START Data section
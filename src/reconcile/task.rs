// This file is part of the terraform-provider-previder project
//
// Copyright (C) ANEO, 2024-2024. All rights reserved.
//
// Licensed under the Apache License, Version 2.0 (the "License")
// you may not use this file except in compliance with the License.
// You may obtain a copy of the License at
//
//     http://www.apache.org/licenses/LICENSE-2.0
//
// Unless required by applicable law or agreed to in writing, software
// distributed under the License is distributed on an "AS IS" BASIS,
// WITHOUT WARRANTIES OR CONDITIONS OF ANY KIND, either express or implied.
// See the License for the specific language governing permissions and
// limitations under the License.

use std::time::Duration;

use tracing::info;

use crate::client::{task_state, Task};

use super::{Error, Observed, PartialContext, PollCondition, Reconciler, Result, Schedule};

/// Interval between two fetches of a task
pub const TASK_INTERVAL: Duration = Duration::from_secs(5);

/// Object accepted by the platform, its creation task may still be running
#[derive(Debug, Clone, PartialEq, Eq)]
pub struct Created {
    pub id: String,
    pub task: Option<Task>,
}

impl Created {
    /// Wait for the creation task when it was still running at creation
    pub async fn settle(&self, rc: &Reconciler, kind: &'static str, timeout: Duration) -> Result<()> {
        if let Some(task) = &self.task {
            rc.wait_for_task(task, timeout)
                .await
                .in_step(kind, &self.id, "wait for creation task")?;
        }
        Ok(())
    }
}

impl Observed for Task {
    fn observed_state(&self) -> Option<&str> {
        Some(&self.state)
    }
    fn failure(&self) -> Option<String> {
        if self.state != task_state::FAILED {
            return None;
        }
        Some(if self.message.is_empty() {
            String::from("task failed")
        } else {
            self.message.clone()
        })
    }
}

impl Reconciler {
    /// Wait for an asynchronous task to complete within `timeout`
    pub async fn wait_for_task(&self, task: &Task, timeout: Duration) -> Result<Task> {
        if task.id.is_empty() {
            return Err(Error::Failed {
                kind: "task",
                id: String::new(),
                message: String::from("the API did not return a task"),
            });
        }
        let attempts = u32::try_from(timeout.as_secs() / TASK_INTERVAL.as_secs())
            .unwrap_or(u32::MAX)
            .max(1);
        self.wait_for_task_with(task, Schedule::constant(TASK_INTERVAL, attempts))
            .await
    }

    /// Id of the object created by `task`
    ///
    /// Taken from the started task when it carries it, so the object is tracked
    /// even if the task never completes. Otherwise the task is awaited first.
    pub async fn created_by(
        &self,
        task: Task,
        timeout: Duration,
        kind: &'static str,
        name: &str,
        id_of: fn(&Task) -> &str,
    ) -> Result<Created> {
        if !id_of(&task).is_empty() {
            return Ok(Created {
                id: id_of(&task).to_owned(),
                task: Some(task),
            });
        }

        let done = self.wait_for_task(&task, timeout).await?;
        let id = id_of(&done);
        if id.is_empty() {
            return Err(Error::Failed {
                kind,
                id: name.to_owned(),
                message: format!("the API did not return the id of the {kind}"),
            });
        }
        Ok(Created {
            id: id.to_owned(),
            task: None,
        })
    }

    pub(crate) async fn wait_for_task_with(&self, task: &Task, schedule: Schedule) -> Result<Task> {
        let client = self.client();
        let done = self
            .poller("task", &task.id, schedule)
            .wait_for(PollCondition::Equals(task_state::COMPLETED), || {
                client.get_task(&task.id)
            })
            .await?;
        info!(task = %done.id, "Task completed");
        Ok(done)
    }
}

#[cfg(test)]
mod tests {
    use serde_json::json;
    use wiremock::matchers::{method, path};
    use wiremock::{Mock, MockServer, ResponseTemplate};

    use super::*;
    use crate::reconcile::tests::reconciler_for;

    fn started(id: &str) -> Task {
        Task {
            id: id.to_owned(),
            state: String::from("RUNNING"),
            ..Default::default()
        }
    }

    #[tokio::test]
    async fn completed_task_is_returned() {
        let server = MockServer::start().await;
        Mock::given(method("GET"))
            .and(path("/v2/task/t1"))
            .respond_with(ResponseTemplate::new(200).set_body_json(
                json!({"id": "t1", "state": "COMPLETED", "virtualMachine": "vm-1"}),
            ))
            .expect(1)
            .mount(&server)
            .await;

        let rc = reconciler_for(&server);
        let task = rc
            .wait_for_task(&started("t1"), Duration::from_secs(300))
            .await
            .unwrap();
        assert_eq!(task.virtual_machine, "vm-1");
    }

    #[tokio::test]
    async fn failed_task_is_an_error() {
        let server = MockServer::start().await;
        Mock::given(method("GET"))
            .and(path("/v2/task/t2"))
            .respond_with(ResponseTemplate::new(200).set_body_json(
                json!({"id": "t2", "state": "FAILED", "message": "no capacity"}),
            ))
            .mount(&server)
            .await;

        let rc = reconciler_for(&server);
        let err = rc
            .wait_for_task(&started("t2"), Duration::from_secs(300))
            .await
            .unwrap_err();
        assert_eq!(err.to_string(), "task t2 failed: no capacity");
    }

    #[tokio::test]
    async fn running_task_times_out() {
        let server = MockServer::start().await;
        Mock::given(method("GET"))
            .and(path("/v2/task/t3"))
            .respond_with(
                ResponseTemplate::new(200).set_body_json(json!({"id": "t3", "state": "RUNNING"})),
            )
            .expect(3)
            .mount(&server)
            .await;

        let rc = reconciler_for(&server);
        let err = rc
            .wait_for_task_with(&started("t3"), Schedule::constant(Duration::ZERO, 3))
            .await
            .unwrap_err();
        assert!(matches!(err, Error::Timeout { ref last_state, .. } if last_state == "RUNNING"));
    }

    #[tokio::test]
    async fn created_id_comes_from_the_started_task() {
        let server = MockServer::start().await;
        Mock::given(method("GET"))
            .and(path("/v2/task/t4"))
            .respond_with(ResponseTemplate::new(500))
            .expect(0)
            .mount(&server)
            .await;

        let rc = reconciler_for(&server);
        let task = Task {
            virtual_network: String::from("net-1"),
            ..started("t4")
        };
        let created = rc
            .created_by(task, Duration::from_secs(300), "virtual network", "lan", |t| {
                t.virtual_network.as_str()
            })
            .await
            .unwrap();
        assert_eq!(created.id, "net-1");
        assert!(created.task.is_some());
    }

    #[tokio::test]
    async fn created_id_waits_for_the_task_when_missing() {
        let server = MockServer::start().await;
        Mock::given(method("GET"))
            .and(path("/v2/task/t5"))
            .respond_with(ResponseTemplate::new(200).set_body_json(
                json!({"id": "t5", "state": "COMPLETED", "virtualNetwork": "net-2"}),
            ))
            .expect(1)
            .mount(&server)
            .await;

        let rc = reconciler_for(&server);
        let created = rc
            .created_by(started("t5"), Duration::from_secs(300), "virtual network", "lan", |t| {
                t.virtual_network.as_str()
            })
            .await
            .unwrap();
        assert_eq!(
            created,
            Created {
                id: String::from("net-2"),
                task: None
            }
        );
        created.settle(&rc, "virtual network", Duration::from_secs(300)).await.unwrap();
    }

    #[tokio::test]
    async fn missing_task_id_is_rejected() {
        let server = MockServer::start().await;
        let rc = reconciler_for(&server);
        let err = rc
            .wait_for_task(&Task::default(), Duration::from_secs(5))
            .await
            .unwrap_err();
        assert!(matches!(err, Error::Failed { .. }));
    }
}
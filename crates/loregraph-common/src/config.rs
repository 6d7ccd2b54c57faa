use config::{Config, ConfigError, Environment, File};
use serde::{Deserialize, Serialize};
use std::env;

// --- Constants for Default Configuration ---
// Development fallbacks only; never production-safe.
pub const DEFAULT_STORE_URI: &str = "bolt://localhost:7687";
pub const DEFAULT_STORE_USER: &str = "neo4j";
pub const DEFAULT_STORE_PASSWORD: &str = "password123";

/// Endpoint and credentials for the graph store.
#[derive(Debug, Clone, Serialize, Deserialize)]
pub struct StoreConfig {
    pub uri: String,
    pub user: String,
    pub password: String,
}

impl Default for StoreConfig {
    fn default() -> Self {
        Self {
            uri: DEFAULT_STORE_URI.into(),
            user: DEFAULT_STORE_USER.into(),
            password: DEFAULT_STORE_PASSWORD.into(),
        }
    }
}

#[derive(Debug, Clone, Default, Serialize, Deserialize)]
pub struct AppConfig {
    #[serde(default)]
    pub store: StoreConfig,
}

impl AppConfig {
    /// Layered load: defaults, then an optional `config.toml`, then
    /// `LOREGRAPH_STORE__URI`-style environment overrides, then the legacy
    /// `NEO4J_*` variables the original deployment used.
    pub fn load() -> Result<Self, ConfigError> {
        let s = Config::builder()
            .set_default("store.uri", DEFAULT_STORE_URI)?
            .set_default("store.user", DEFAULT_STORE_USER)?
            .set_default("store.password", DEFAULT_STORE_PASSWORD)?
            // File: config.toml
            .add_source(File::with_name("config").required(false))
            // Environment: LOREGRAPH_STORE__URI=bolt://host:7687 -> store.uri
            .add_source(Environment::with_prefix("LOREGRAPH").separator("__"))
            // Legacy ENV overrides
            .set_override_option("store.uri", env::var("NEO4J_URI").ok())?
            .set_override_option("store.user", env::var("NEO4J_USER").ok())?
            .set_override_option("store.password", env::var("NEO4J_PASSWORD").ok())?
            .build()?;

        s.try_deserialize()
    }
}

#[cfg(test)]
mod tests {
    use super::*;

    #[test]
    fn defaults_point_at_local_development_store() {
        let config = StoreConfig::default();
        assert_eq!(config.uri, "bolt://localhost:7687");
        assert_eq!(config.user, "neo4j");
        assert_eq!(config.password, "password123");
    }
}
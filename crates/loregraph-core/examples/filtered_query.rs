use anyhow::Result;
use loregraph_common::{AppConfig, GraphFilter};
use loregraph_core::{GraphEngine, StoreConnector};

/// Run a filtered query from the command line.
///
/// Usage:
///   cargo run --example filtered_query -- Frodo 2        # traversal
///   cargo run --example filtered_query -- --type Location # attribute scan
#[tokio::main]
async fn main() -> Result<()> {
    tracing_subscriber::fmt::init();
    dotenvy::dotenv().ok();

    let args: Vec<String> = std::env::args().skip(1).collect();
    let filter = match args.first().map(String::as_str) {
        Some("--type") => GraphFilter {
            node_types: args[1..].to_vec(),
            ..GraphFilter::default()
        },
        Some(center) => GraphFilter {
            center_node: Some(center.to_owned()),
            depth: args.get(1).and_then(|d| d.parse().ok()),
            ..GraphFilter::default()
        },
        None => GraphFilter::default(),
    };

    let config = AppConfig::load()?;
    let engine = GraphEngine::new(StoreConnector::new(config.store));

    let graph = engine.run_filtered(&filter).await?;
    println!("{} nodes, {} edges", graph.nodes.len(), graph.edges.len());
    for node in &graph.nodes {
        println!("   - [{}] {}", node.node_type, node.label);
    }
    for edge in &graph.edges {
        println!("   - {} -[{}]-> {}", edge.from, edge.label, edge.to);
    }

    engine.connector().shutdown().await;
    Ok(())
}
END Data section
Brief:
Copy out each line of the data in which the word "PollCondition" appears.

Response below:
use super::{Error, Observed, PartialContext, PollCondition, Reconciler, Result, Schedule};
            .wait_for(PollCondition::Equals(task_state::COMPLETED), || {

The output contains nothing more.